<<<<
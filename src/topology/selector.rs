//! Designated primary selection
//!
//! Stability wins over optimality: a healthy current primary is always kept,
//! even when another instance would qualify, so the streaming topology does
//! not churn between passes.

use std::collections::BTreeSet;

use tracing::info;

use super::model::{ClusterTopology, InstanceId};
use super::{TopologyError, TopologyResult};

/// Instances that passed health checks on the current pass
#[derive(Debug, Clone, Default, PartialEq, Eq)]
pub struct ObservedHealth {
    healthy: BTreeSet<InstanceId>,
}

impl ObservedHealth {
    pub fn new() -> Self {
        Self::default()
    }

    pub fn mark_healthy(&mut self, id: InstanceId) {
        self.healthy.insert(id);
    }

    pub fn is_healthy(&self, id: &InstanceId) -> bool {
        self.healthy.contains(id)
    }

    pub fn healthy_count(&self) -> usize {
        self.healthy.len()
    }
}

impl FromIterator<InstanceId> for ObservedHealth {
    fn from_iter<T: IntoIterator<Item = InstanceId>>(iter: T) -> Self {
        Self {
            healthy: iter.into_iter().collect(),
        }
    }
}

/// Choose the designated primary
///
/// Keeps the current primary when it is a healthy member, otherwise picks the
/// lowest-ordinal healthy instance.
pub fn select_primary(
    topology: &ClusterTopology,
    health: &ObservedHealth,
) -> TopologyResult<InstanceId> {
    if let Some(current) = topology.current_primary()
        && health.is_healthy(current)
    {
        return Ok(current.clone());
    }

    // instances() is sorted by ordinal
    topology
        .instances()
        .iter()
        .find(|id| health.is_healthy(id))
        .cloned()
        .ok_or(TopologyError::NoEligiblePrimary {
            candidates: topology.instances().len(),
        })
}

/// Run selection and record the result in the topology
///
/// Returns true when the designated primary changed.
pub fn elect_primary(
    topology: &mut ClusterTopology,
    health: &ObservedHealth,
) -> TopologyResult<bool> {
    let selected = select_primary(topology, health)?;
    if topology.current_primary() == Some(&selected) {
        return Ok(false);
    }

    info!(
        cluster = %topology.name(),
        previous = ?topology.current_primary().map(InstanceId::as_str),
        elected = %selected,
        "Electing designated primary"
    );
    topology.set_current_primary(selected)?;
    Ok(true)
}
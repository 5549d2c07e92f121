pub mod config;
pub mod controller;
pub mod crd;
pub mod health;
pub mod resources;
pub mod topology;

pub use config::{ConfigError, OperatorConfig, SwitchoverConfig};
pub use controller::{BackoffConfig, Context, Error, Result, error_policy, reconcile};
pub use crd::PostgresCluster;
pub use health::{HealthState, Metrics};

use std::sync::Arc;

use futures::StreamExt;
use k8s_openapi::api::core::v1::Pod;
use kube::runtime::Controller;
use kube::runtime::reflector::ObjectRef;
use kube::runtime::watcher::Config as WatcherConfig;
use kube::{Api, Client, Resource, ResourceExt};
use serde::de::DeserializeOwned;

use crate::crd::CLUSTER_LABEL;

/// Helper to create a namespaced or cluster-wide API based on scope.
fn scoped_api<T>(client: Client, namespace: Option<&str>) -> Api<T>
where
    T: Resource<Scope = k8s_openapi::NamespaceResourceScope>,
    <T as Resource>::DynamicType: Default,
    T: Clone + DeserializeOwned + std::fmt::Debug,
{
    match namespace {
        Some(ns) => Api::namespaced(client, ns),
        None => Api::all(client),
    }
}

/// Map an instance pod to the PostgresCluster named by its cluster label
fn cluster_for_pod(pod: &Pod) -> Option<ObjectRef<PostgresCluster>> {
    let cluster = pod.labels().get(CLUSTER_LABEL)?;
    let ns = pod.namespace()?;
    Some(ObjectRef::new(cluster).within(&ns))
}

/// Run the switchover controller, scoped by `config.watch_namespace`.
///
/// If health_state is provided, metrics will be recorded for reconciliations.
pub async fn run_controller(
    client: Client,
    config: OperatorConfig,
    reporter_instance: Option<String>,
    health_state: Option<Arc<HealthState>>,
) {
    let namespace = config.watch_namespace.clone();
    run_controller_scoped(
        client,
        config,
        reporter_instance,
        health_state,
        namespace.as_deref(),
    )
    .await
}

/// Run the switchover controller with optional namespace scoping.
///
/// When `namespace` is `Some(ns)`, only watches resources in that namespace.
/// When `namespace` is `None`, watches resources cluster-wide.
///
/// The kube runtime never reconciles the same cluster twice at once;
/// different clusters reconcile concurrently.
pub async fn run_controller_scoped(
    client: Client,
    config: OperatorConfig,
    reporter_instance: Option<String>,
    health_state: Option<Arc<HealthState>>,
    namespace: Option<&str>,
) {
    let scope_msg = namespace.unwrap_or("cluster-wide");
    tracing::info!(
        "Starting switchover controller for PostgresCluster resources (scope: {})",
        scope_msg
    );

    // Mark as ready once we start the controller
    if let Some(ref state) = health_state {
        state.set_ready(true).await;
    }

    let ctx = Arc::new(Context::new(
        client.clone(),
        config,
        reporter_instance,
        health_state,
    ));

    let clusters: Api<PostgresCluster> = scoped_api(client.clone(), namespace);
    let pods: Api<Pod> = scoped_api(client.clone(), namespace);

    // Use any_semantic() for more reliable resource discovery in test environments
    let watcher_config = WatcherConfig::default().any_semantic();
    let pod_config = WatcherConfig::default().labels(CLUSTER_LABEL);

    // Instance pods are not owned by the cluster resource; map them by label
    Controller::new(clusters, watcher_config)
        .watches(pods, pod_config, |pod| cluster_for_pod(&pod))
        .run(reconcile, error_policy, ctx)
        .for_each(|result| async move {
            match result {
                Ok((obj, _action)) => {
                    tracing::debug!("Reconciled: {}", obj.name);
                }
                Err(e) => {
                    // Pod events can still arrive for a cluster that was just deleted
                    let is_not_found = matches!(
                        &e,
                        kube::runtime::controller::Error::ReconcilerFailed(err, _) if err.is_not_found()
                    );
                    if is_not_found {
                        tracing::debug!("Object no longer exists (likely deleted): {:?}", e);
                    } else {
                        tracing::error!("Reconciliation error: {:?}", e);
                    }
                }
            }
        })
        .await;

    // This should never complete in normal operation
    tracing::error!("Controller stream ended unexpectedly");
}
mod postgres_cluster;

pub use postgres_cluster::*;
>>>>
Transcribe all entries word for word.

filename src/topology/selector.rs
//! Designated primary selection
//!
//! Stability wins over optimality: a healthy current primary is always kept,
//! even when another instance would qualify, so the streaming topology does
//! not churn between passes.

use std::collections::BTreeSet;

use tracing::info;

use super::model::{ClusterTopology, InstanceId};
use super::{TopologyError, TopologyResult};

/// Instances that passed health checks on the current pass
#[derive(Debug, Clone, Default, PartialEq, Eq)]
pub struct ObservedHealth {
    healthy: BTreeSet<InstanceId>,
}

impl ObservedHealth {
    pub fn new() -> Self {
        Self::default()
    }

    pub fn mark_healthy(&mut self, id: InstanceId) {
        self.healthy.insert(id);
    }

    pub fn is_healthy(&self, id: &InstanceId) -> bool {
        self.healthy.contains(id)
    }

    pub fn healthy_count(&self) -> usize {
        self.healthy.len()
    }
}

impl FromIterator<InstanceId> for ObservedHealth {
    fn from_iter<T: IntoIterator<Item = InstanceId>>(iter: T) -> Self {
        Self {
            healthy: iter.into_iter().collect(),
        }
    }
}

/// Choose the designated primary
///
/// Keeps the current primary when it is a healthy member, otherwise picks the
/// lowest-ordinal healthy instance.
pub fn select_primary(
    topology: &ClusterTopology,
    health: &ObservedHealth,
) -> TopologyResult<InstanceId> {
    if let Some(current) = topology.current_primary()
        && health.is_healthy(current)
    {
        return Ok(current.clone());
    }

    // instances() is sorted by ordinal
    topology
        .instances()
        .iter()
        .find(|id| health.is_healthy(id))
        .cloned()
        .ok_or(TopologyError::NoEligiblePrimary {
            candidates: topology.instances().len(),
        })
}

/// Run selection and record the result in the topology
///
/// Returns true when the designated primary changed.
pub fn elect_primary(
    topology: &mut ClusterTopology,
    health: &ObservedHealth,
) -> TopologyResult<bool> {
    let selected = select_primary(topology, health)?;
    if topology.current_primary() == Some(&selected) {
        return Ok(false);
    }

    info!(
        cluster = %topology.name(),
        previous = ?topology.current_primary().map(InstanceId::as_str),
        elected = %selected,
        "Electing designated primary"
    );
    topology.set_current_primary(selected)?;
    Ok(true)
}
repository 5549d2c07e92f121
pub mod config;
pub mod controller;
pub mod crd;
pub mod health;
pub mod resources;
pub mod topology;

pub use config::{ConfigError, OperatorConfig, SwitchoverConfig};
pub use controller::{BackoffConfig, Context, Error, Result, error_policy, reconcile};
pub use crd::PostgresCluster;
pub use health::{HealthState, Metrics};

use std::sync::Arc;

use futures::StreamExt;
use k8s_openapi::api::core::v1::Pod;
use kube::runtime::Controller;
use kube::runtime::reflector::ObjectRef;
use kube::runtime::watcher::Config as WatcherConfig;
use kube::{Api, Client, Resource, ResourceExt};
use serde::de::DeserializeOwned;

use crate::crd::CLUSTER_LABEL;

/// Helper to create a namespaced or cluster-wide API based on scope.
fn scoped_api<T>(client: Client, namespace: Option<&str>) -> Api<T>
where
    T: Resource<Scope = k8s_openapi::NamespaceResourceScope>,
    <T as Resource>::DynamicType: Default,
    T: Clone + DeserializeOwned + std::fmt::Debug,
{
    match namespace {
        Some(ns) => Api::namespaced(client, ns),
        None => Api::all(client),
    }
}

/// Map an instance pod to the PostgresCluster named by its cluster label
fn cluster_for_pod(pod: &Pod) -> Option<ObjectRef<PostgresCluster>> {
    let cluster = pod.labels().get(CLUSTER_LABEL)?;
    let ns = pod.namespace()?;
    Some(ObjectRef::new(cluster).within(&ns))
}

/// Run the switchover controller, scoped by `config.watch_namespace`.
///
/// If health_state is provided, metrics will be recorded for reconciliations.
pub async fn run_controller(
    client: Client,
    config: OperatorConfig,
    reporter_instance: Option<String>,
    health_state: Option<Arc<HealthState>>,
) {
    let namespace = config.watch_namespace.clone();
    run_controller_scoped(
        client,
        config,
        reporter_instance,
        health_state,
        namespace.as_deref(),
    )
    .await
}

/// Run the switchover controller with optional namespace scoping.
///
/// When `namespace` is `Some(ns)`, only watches resources in that namespace.
/// When `namespace` is `None`, watches resources cluster-wide.
///
/// The kube runtime never reconciles the same cluster twice at once;
/// different clusters reconcile concurrently.
pub async fn run_controller_scoped(
    client: Client,
    config: OperatorConfig,
    reporter_instance: Option<String>,
    health_state: Option<Arc<HealthState>>,
    namespace: Option<&str>,
) {
    let scope_msg = namespace.unwrap_or("cluster-wide");
    tracing::info!(
        "Starting switchover controller for PostgresCluster resources (scope: {})",
        scope_msg
    );

    // Mark as ready once we start the controller
    if let Some(ref state) = health_state {
        state.set_ready(true).await;
    }

    let ctx = Arc::new(Context::new(
        client.clone(),
        config,
        reporter_instance,
        health_state,
    ));

    let clusters: Api<PostgresCluster> = scoped_api(client.clone(), namespace);
    let pods: Api<Pod> = scoped_api(client.clone(), namespace);

    // Use any_semantic() for more reliable resource discovery in test environments
    let watcher_config = WatcherConfig::default().any_semantic();
    let pod_config = WatcherConfig::default().labels(CLUSTER_LABEL);

    // Instance pods are not owned by the cluster resource; map them by label
    Controller::new(clusters, watcher_config)
        .watches(pods, pod_config, |pod| cluster_for_pod(&pod))
        .run(reconcile, error_policy, ctx)
        .for_each(|result| async move {
            match result {
                Ok((obj, _action)) => {
                    tracing::debug!("Reconciled: {}", obj.name);
                }
                Err(e) => {
                    // Pod events can still arrive for a cluster that was just deleted
                    let is_not_found = matches!(
                        &e,
                        kube::runtime::controller::Error::ReconcilerFailed(err, _) if err.is_not_found()
                    );
                    if is_not_found {
                        tracing::debug!("Object no longer exists (likely deleted): {:?}", e);
                    } else {
                        tracing::error!("Reconciliation error: {:?}", e);
                    }
                }
            }
        })
        .await;

    // This should never complete in normal operation
    tracing::error!("Controller stream ended unexpectedly");
}
mod postgres_cluster;

pub use postgres_cluster::*;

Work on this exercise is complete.